╭─ DATA SUPPLIED
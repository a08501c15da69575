//! Typed SmartAI rule model and the in-memory rule table.
//!
//! A [`SmartRule`] is one validated row of the rule table: an event that fires,
//! the action it performs and the target that action is aimed at. Rules sharing
//! a `(source kind, owner key)` pair form a chain; chains are what the runtime
//! interpreter asks for when an entity spawns.
//!
//! The table itself is filled by [`SmartScriptStore::load`](crate::loader::rules);
//! this module only holds the data and the read-side queries.

pub mod action;
pub mod event;
pub mod target;

use std::collections::BTreeMap;

use variantly::Variantly;

pub use action::{ActionKind, SmartAction};
pub use event::{EventFlags, EventKind, EventSpec, MinMax, MinMaxRepeat, PhaseMask, SmartEvent, SourceMask};
pub use target::{SmartTarget, TargetKind, TargetPosition, TargetSelector};

/// AI driver name a creature template must carry to own rules.
pub const CREATURE_AI_NAME: &str = "SmartAI";
/// AI driver name a game-object template must carry to own rules.
pub const GAMEOBJECT_AI_NAME: &str = "SmartGameObjectAI";

/// Which kind of entity owns a rule chain.
#[derive(
    Debug, Clone, Copy, PartialEq, Eq, Hash, PartialOrd, Ord, Variantly, strum::FromRepr, strum::Display,
)]
#[repr(u8)]
pub enum SourceKind {
    Creature = 0,
    GameObject = 1,
    AreaTrigger = 2,
    TimedActionList = 9,
}

/// Raw source values that name a known source kind the loader does not handle.
pub const UNIMPLEMENTED_SOURCES: std::ops::RangeInclusive<u8> = 3..=8;

impl SourceKind {
    /// Bit used for this source in per-event allowed-source masks.
    pub fn mask(self) -> SourceMask {
        match self {
            SourceKind::Creature => SourceMask::CREATURE,
            SourceKind::GameObject => SourceMask::GAMEOBJECT,
            SourceKind::AreaTrigger => SourceMask::AREATRIGGER,
            SourceKind::TimedActionList => SourceMask::TIMED_ACTIONLIST,
        }
    }
}

/// One validated rule. Owned by the chain it was loaded into.
#[derive(Debug, Clone, PartialEq)]
pub struct SmartRule {
    /// Template entry when non-negative, negated spawn guid otherwise.
    pub owner: i32,
    pub source: SourceKind,
    pub id: u16,
    /// Id of the rule this one triggers, 0 for none.
    pub link: u16,
    pub event: EventSpec,
    pub action: SmartAction,
    pub target: SmartTarget,
}

impl SmartRule {
    pub fn event_kind(&self) -> EventKind {
        self.event.event.kind()
    }

    pub fn action_kind(&self) -> ActionKind {
        self.action.kind()
    }

    pub fn target_kind(&self) -> TargetKind {
        self.target.kind()
    }
}

/// Key of a rule chain.
#[derive(Debug, Clone, Copy, PartialEq, Eq, Hash, PartialOrd, Ord)]
pub struct ChainKey {
    pub source: SourceKind,
    pub owner: i32,
}

impl ChainKey {
    pub fn new(source: SourceKind, owner: i32) -> Self {
        Self { source, owner }
    }
}

/// In-memory rule table keyed by `(source kind, owner key)`.
///
/// Rules inside a chain keep load order, which is rule id order.
#[derive(Debug, Default)]
pub struct SmartScriptStore {
    pub(crate) chains: BTreeMap<ChainKey, Vec<SmartRule>>,
}

impl SmartScriptStore {
    pub fn new() -> Self {
        Self::default()
    }

    /// All rules of one owner, in rule id order.
    pub fn get_chain(&self, source: SourceKind, owner: i32) -> Option<&[SmartRule]> {
        self.chains.get(&ChainKey::new(source, owner)).map(Vec::as_slice)
    }

    /// Iterate every chain in key order.
    pub fn chains(&self) -> impl Iterator<Item = (&ChainKey, &[SmartRule])> {
        self.chains.iter().map(|(key, rules)| (key, rules.as_slice()))
    }

    /// Number of distinct owners with at least one rule.
    pub fn entity_count(&self) -> usize {
        self.chains.len()
    }

    /// Total number of retained rules across all chains.
    pub fn rule_count(&self) -> usize {
        self.chains.values().map(Vec::len).sum()
    }

    pub fn is_empty(&self) -> bool {
        self.chains.is_empty()
    }

    pub(crate) fn clear(&mut self) {
        self.chains.clear();
    }
}

/// The rule whose id equals `link`, i.e. the rule a linking rule triggers.
pub fn find_linked_rule(chain: &[SmartRule], link: u16) -> Option<&SmartRule> {
    chain.iter().find(|rule| rule.id == link)
}

/// Any rule in the chain that links to `id`.
pub fn find_link_source(chain: &[SmartRule], id: u16) -> Option<&SmartRule> {
    chain.iter().find(|rule| rule.link == id)
}

#[cfg(test)]
mod tests {
    use super::*;

    fn rule(id: u16, link: u16) -> SmartRule {
        SmartRule {
            owner: 1,
            source: SourceKind::Creature,
            id,
            link,
            event: EventSpec {
                phase_mask: PhaseMask::empty(),
                chance: 100,
                flags: EventFlags::empty(),
                event: SmartEvent::Link,
            },
            action: SmartAction::Evade,
            target: SmartTarget::default(),
        }
    }

    #[test]
    fn source_kind_decodes_known_values_only() {
        assert_eq!(SourceKind::from_repr(0), Some(SourceKind::Creature));
        assert_eq!(SourceKind::from_repr(9), Some(SourceKind::TimedActionList));
        assert_eq!(SourceKind::from_repr(4), None);
        assert!(UNIMPLEMENTED_SOURCES.contains(&4));
        assert!(SourceKind::GameObject.is_game_object());
    }

    #[test]
    fn link_lookups_work_in_both_directions() {
        let chain = vec![rule(1, 0), rule(2, 1)];
        assert_eq!(find_linked_rule(&chain, 1).map(|r| r.id), Some(1));
        assert_eq!(find_link_source(&chain, 1).map(|r| r.id), Some(2));
        assert!(find_link_source(&chain, 2).is_none());
        assert!(find_linked_rule(&chain, 9).is_none());
    }

    #[test]
    fn store_counts_chains_and_rules() {
        let mut store = SmartScriptStore::new();
        store
            .chains
            .insert(ChainKey::new(SourceKind::Creature, 1), vec![rule(1, 0), rule(2, 1)]);
        store
            .chains
            .insert(ChainKey::new(SourceKind::GameObject, 1), vec![rule(1, 0)]);
        assert_eq!(store.entity_count(), 2);
        assert_eq!(store.rule_count(), 3);
        assert_eq!(store.get_chain(SourceKind::Creature, 1).map(<[_]>::len), Some(2));
        assert!(store.get_chain(SourceKind::AreaTrigger, 1).is_none());
    }
}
╰─
## TASK GOAL
Work out how many lines of the data hold the string "loader". Reply with that number alone.

## SOLVED PROBLEM
2